La puissante hausse de l’or qui a clôturé 2025 s’est poursuivie en ce début d’année, avec les métaux précieux surperformant dans un contexte d’incertitude mondiale persistante. L’or et l’argent ont tous deux mené la charge, renforçant leur rôle d’actifs de défense dans un environnement macroéconomique volatile.
L’or a déjà gagné près de 15 % depuis le début de l’année, débutant 2026 au-dessus de 4 300 $ l’once. La rapidité et l’ampleur du mouvement ont attiré l’attention du marché, certains analystes interprétant cette hausse comme un signal que plusieurs pays se tournent de plus en plus vers l’or en tant qu’actif de réserve principal.
Les prévisions à court et moyen terme pour l’or restent résolument optimistes. Julia Du, analyste en matières premières chez ICBC Standard Bank, a prévu que l’or pourrait atteindre 7 150 $ l’once en 2026. Le stratège vétéran Jim Rickards adopte une position encore plus agressive, suggérant que les prix pourraient finalement atteindre ou dépasser 10 000 $ l’once dans les conditions appropriées.
Les banques centrales ancrent la demande face à la volatilité
Même les perspectives relativement conservatrices sont devenues nettement optimistes. Goldman Sachs a récemment relevé sa prévision de fin d’année pour l’or, passant de 4 900 $ à 5 400 $, citant une demande soutenue des investisseurs cherchant à diversifier leur portefeuille et à se protéger contre le risque systémique. Cet achat structurel est de plus en plus considéré comme fournissant un plancher solide sous les prix.
Les banques centrales renforcent ce soutien. La Banque nationale de Pologne (NBP) a récemment annoncé son intention d’acheter 150 tonnes supplémentaires d’or, une démarche qui permettrait à la Pologne de devenir le dixième plus grand détenteur officiel d’or au monde. Une fois cette opération achevée, les réserves de la Pologne s’élèveraient à environ 700 tonnes — dépassant celles de la Banque centrale européenne.

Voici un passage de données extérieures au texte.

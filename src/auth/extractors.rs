use axum::{
    async_trait,
    extract::{FromRef, FromRequestParts},
    http::{header::AUTHORIZATION, request::Parts},
};
use tracing::warn;
use uuid::Uuid;

use super::{claims::TokenKind, jwt::JwtKeys};
use crate::{
    error::AppError,
    state::AppState,
    users::model::{User, UserContext},
};

/// Validated access token subject.
#[derive(Debug, Clone, Copy)]
pub struct AuthUser(pub Uuid);

#[async_trait]
impl<S> FromRequestParts<S> for AuthUser
where
    S: Send + Sync,
    JwtKeys: FromRef<S>,
{
    type Rejection = AppError;

    async fn from_request_parts(parts: &mut Parts, state: &S) -> Result<Self, Self::Rejection> {
        let keys = JwtKeys::from_ref(state);
        let header = parts
            .headers
            .get(AUTHORIZATION)
            .and_then(|v| v.to_str().ok())
            .ok_or_else(|| AppError::Unauthorized("Missing Authorization header".into()))?;

        let token = header
            .strip_prefix("Bearer ")
            .or_else(|| header.strip_prefix("bearer "))
            .ok_or_else(|| AppError::Unauthorized("Invalid Authorization header".into()))?;

        let claims = keys.verify(token).map_err(|e| {
            warn!(error = %e, "invalid or expired token");
            AppError::Unauthorized("Invalid or expired token".into())
        })?;

        if claims.kind != TokenKind::Access {
            return Err(AppError::Unauthorized("Access token required".into()));
        }

        Ok(AuthUser(claims.sub))
    }
}

/// Authenticated caller whose account still exists.
#[derive(Debug, Clone, Copy)]
pub struct CurrentUser(pub UserContext);

#[async_trait]
impl FromRequestParts<AppState> for CurrentUser {
    type Rejection = AppError;

    async fn from_request_parts(
        parts: &mut Parts,
        state: &AppState,
    ) -> Result<Self, Self::Rejection> {
        let AuthUser(user_id) = AuthUser::from_request_parts(parts, state).await?;
        let user = User::find_by_id(&state.db, user_id)
            .await?
            .ok_or_else(|| AppError::Unauthorized("User not found".into()))?;
        Ok(CurrentUser(user.context()))
    }
}

/// Authenticated caller who has completed onboarding.
#[derive(Debug, Clone, Copy)]
pub struct OnboardedUser(pub UserContext);

#[async_trait]
impl FromRequestParts<AppState> for OnboardedUser {
    type Rejection = AppError;

    async fn from_request_parts(
        parts: &mut Parts,
        state: &AppState,
    ) -> Result<Self, Self::Rejection> {
        let CurrentUser(ctx) = CurrentUser::from_request_parts(parts, state).await?;
        require_onboarded(ctx).map(OnboardedUser)
    }
}

pub fn require_onboarded(ctx: UserContext) -> Result<UserContext, AppError> {
    if ctx.is_onboarded {
        Ok(ctx)
    } else {
        Err(AppError::NotOnboarded)
    }
}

Le gouverneur de la NBP, Adam Glapiński, a décrit l’or comme un pilier stratégique de la sécurité financière nationale lors de ce qu’il a appelé des « périodes exceptionnellement volatiles ». Il a souligné que la liquidation n’est pas à l’ordre du jour, même en cas de correction brutale des prix.
La Chine a également continué à accumuler de l’or de manière régulière, renforçant sa stratégie de réduction des risques à long terme. Le pays semble réduire discrètement son exposition aux Treasuries américaines tout en augmentant ses réserves d’or, soulignant un changement plus large parmi les grandes économies vers des actifs tangibles et politiquement neutres.
Avec les banques centrales en tant qu’acheteurs constants et la demande des investisseurs restant résiliente, la dynamique haussière de l’or semble de plus en plus ancrée dans des forces structurelles plutôt que dans la spéculation à court terme — renforçant l’argument en faveur de prix nettement plus élevés dans les années à venir.